Paper No. 4
Presentation Time: 8:45 AM
SOFT-BODY PRESERVATION OF METACONULARIA
Several specimens belonging to a species of Metaconularia have recently been discovered in the Silurian Scotch Grove Formation of Iowa, from a site yielding exceptionally preserved fossils belonging to a variety of taxa. These conulariids exhibit unusual preservation in a number of regards. Some are preserved on their sides with the apical end at one end of the specimen and the aperture at the other, as is the case in most conulariids. Others have been transversely flattened with tears along the midlines in the apertural ends of the faces, yielding a Maltese Cross-like appearance. One specimen shows the replication in silica of a series of tear-shape pouches accompanied by thinner canals that were associated with the corners, that apparently radiated from the central axis of the animal. These tissues were evidently deformed and incompletely preserved, hindering straightforward interpretation, but preliminary analysis suggests that there may have been four of the thinner canals, each separating a set of four of the larger pouches.

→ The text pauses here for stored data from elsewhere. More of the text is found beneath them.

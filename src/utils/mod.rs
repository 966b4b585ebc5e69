mod atomic;

pub use atomic::atomic_write;

use std::path::{Path, PathBuf};

/// The name of the per-vault hubnotes folder
pub const HUBNOTES_FOLDER: &str = ".hubnotes";

/// The name of the vault configuration file
pub const CONFIG_FILE: &str = "config.toml";

/// Get the path to the .hubnotes folder of a vault
#[must_use]
pub fn get_hubnotes_path(vault_path: &Path) -> PathBuf {
    vault_path.join(HUBNOTES_FOLDER)
}

/// Get the path to the vault configuration file
#[must_use]
pub fn get_config_path(vault_path: &Path) -> PathBuf {
    get_hubnotes_path(vault_path).join(CONFIG_FILE)
}

/// Get current timestamp in ISO 8601 format
#[must_use]
pub fn now_iso() -> String {
    chrono::Utc::now().to_rfc3339()
}

/// Format a path for display, replacing home directory with ~/
#[must_use]
pub fn format_display_path(path: &str) -> String {
    replace_homedir::replace_homedir(path, "~")
}

#[cfg(test)]
#[path = "utils_tests.rs"]
mod tests;
use std::path::Path;

use tracing::info;

use super::error::CommandError;
use crate::reference::parse_reference;
use crate::refresh::{Orchestrator, RefreshOutcome};
use crate::vault::{set_frontmatter_field, DocumentKind, TrackedMetadata};

/// Point a repository note at another branch, then refresh it.
///
/// The branch is checked against the remote first, so an unknown branch
/// leaves the note untouched. An empty branch returns the note to the
/// default branch.
pub async fn switch_branch(
    orchestrator: &Orchestrator,
    path: &Path,
    branch: &str,
) -> Result<RefreshOutcome, CommandError> {
    let branch = branch.trim();
    {
        let _guard = orchestrator.lock(path).await;
        let content = orchestrator.vault().read(path).await?;
        let DocumentKind::Repository { repo_url, .. } =
            TrackedMetadata::from_document(&content).kind()
        else {
            return Err(CommandError::NotTracked(path.to_path_buf()));
        };
        let repo =
            parse_reference(&repo_url).ok_or(CommandError::InvalidReference(repo_url))?;

        let value = if branch.is_empty() {
            serde_yaml::Value::Null
        } else {
            orchestrator
                .client()
                .current()
                .fetch_snapshot(&repo, Some(branch))
                .await?;
            serde_yaml::Value::String(branch.to_string())
        };

        let updated = set_frontmatter_field(&content, "branch", value)?;
        orchestrator
            .vault()
            .replace(path, &updated)
            .await
            .map_err(CommandError::from_write)?;
        info!(repo = %repo, branch, path = %path.display(), "Switched branch");
    }
    Ok(orchestrator.refresh_one(path, false).await)
}
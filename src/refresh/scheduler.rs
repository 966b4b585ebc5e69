//! Timer-driven refresh cycles.

use std::sync::Arc;
use std::time::Duration;

use async_trait::async_trait;
use tokio::sync::{mpsc, oneshot};
use tokio::task::JoinHandle;
use tokio::time::{self, Interval, MissedTickBehavior};
use tracing::{debug, info};

use super::orchestrator::Orchestrator;
use super::outcome::{tally, RefreshOutcome};

/// Runs before every cycle, timer-driven or triggered.
#[async_trait]
pub trait CycleHook: Send + Sync {
    async fn before_cycle(&self, orchestrator: &Orchestrator);
}

/// Commands accepted by the background loop.
#[derive(Debug)]
pub enum SyncCommand {
    /// Run a cycle now and reply with its outcomes.
    Trigger(oneshot::Sender<Vec<RefreshOutcome>>),
    /// Change the period; `None` disables timer-driven cycles.
    SetInterval(Option<Duration>),
    Stop,
}

/// Handle for controlling a running [`BackgroundSync`] loop.
#[derive(Debug)]
pub struct SyncHandle {
    command_tx: mpsc::Sender<SyncCommand>,
    task: JoinHandle<()>,
}

impl SyncHandle {
    /// Run a cycle now. Returns `None` if the loop has stopped.
    pub async fn trigger(&self) -> Option<Vec<RefreshOutcome>> {
        let (reply_tx, reply_rx) = oneshot::channel();
        self.command_tx
            .send(SyncCommand::Trigger(reply_tx))
            .await
            .ok()?;
        reply_rx.await.ok()
    }

    /// Returns `false` if the loop has stopped.
    pub async fn set_interval(&self, interval: Option<Duration>) -> bool {
        self.command_tx
            .send(SyncCommand::SetInterval(interval))
            .await
            .is_ok()
    }

    /// Stop the loop and wait for an in-flight cycle to finish.
    pub async fn stop(self) {
        if self.command_tx.send(SyncCommand::Stop).await.is_err() {
            debug!("Background sync already stopped");
        }
        if let Err(e) = self.task.await {
            debug!("Background sync task ended abnormally: {e}");
        }
    }
}

pub struct BackgroundSync;

impl BackgroundSync {
    /// Spawn the loop. With `interval == None` only triggered cycles run.
    ///
    /// The first timer-driven cycle runs one full period after start.
    #[must_use]
    pub fn start(orchestrator: Arc<Orchestrator>, interval: Option<Duration>) -> SyncHandle {
        Self::start_with_hook(orchestrator, interval, None)
    }

    #[must_use]
    pub fn start_with_hook(
        orchestrator: Arc<Orchestrator>,
        interval: Option<Duration>,
        hook: Option<Arc<dyn CycleHook>>,
    ) -> SyncHandle {
        let (command_tx, mut command_rx) = mpsc::channel::<SyncCommand>(16);

        let task = tokio::spawn(async move {
            let mut timer = interval.map(delayed_interval);
            log_period(interval);

            loop {
                tokio::select! {
                    () = next_tick(&mut timer) => {
                        let outcomes = run_cycle(&orchestrator, hook.as_deref()).await;
                        let (synced, failed) = tally(&outcomes);
                        info!(synced, failed, "Scheduled refresh finished");
                    }
                    command = command_rx.recv() => match command {
                        Some(SyncCommand::Trigger(reply)) => {
                            let outcomes = run_cycle(&orchestrator, hook.as_deref()).await;
                            if reply.send(outcomes).is_err() {
                                debug!("Trigger caller went away before the cycle finished");
                            }
                        }
                        Some(SyncCommand::SetInterval(period)) => {
                            timer = period.map(delayed_interval);
                            log_period(period);
                        }
                        Some(SyncCommand::Stop) | None => break,
                    },
                }
            }
            info!("Background sync stopped");
        });

        SyncHandle { command_tx, task }
    }
}

async fn run_cycle(orchestrator: &Orchestrator, hook: Option<&dyn CycleHook>) -> Vec<RefreshOutcome> {
    if let Some(hook) = hook {
        hook.before_cycle(orchestrator).await;
    }
    orchestrator.refresh_all().await
}

fn delayed_interval(period: Duration) -> Interval {
    let mut timer = time::interval_at(time::Instant::now() + period, period);
    timer.set_missed_tick_behavior(MissedTickBehavior::Delay);
    timer
}

async fn next_tick(timer: &mut Option<Interval>) {
    match timer {
        Some(timer) => {
            timer.tick().await;
        }
        None => std::future::pending::<()>().await,
    }
}

fn log_period(period: Option<Duration>) {
    match period {
        Some(period) => info!(
            "Background refresh every {}",
            humantime::format_duration(period)
        ),
        None => info!("Background refresh disabled; waiting for manual triggers"),
    }
}

#[cfg(test)]
#[path = "scheduler_tests.rs"]
mod tests;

This may accord with the four radial canals associated with muscle bands, and gut partitioned into four radial pockets seen in adult Stauromedusae (and in adult pelagic Cubomedusae), but only if each gut pocket were subdivided into a further four pouches. Another possibility is that the pouches housed gonads. Although we have yet to recognize definitive synapomorphies linking this specimen to extant groups, the radial symmetry evident in the soft tissues supports a cnidarian-grade affinity.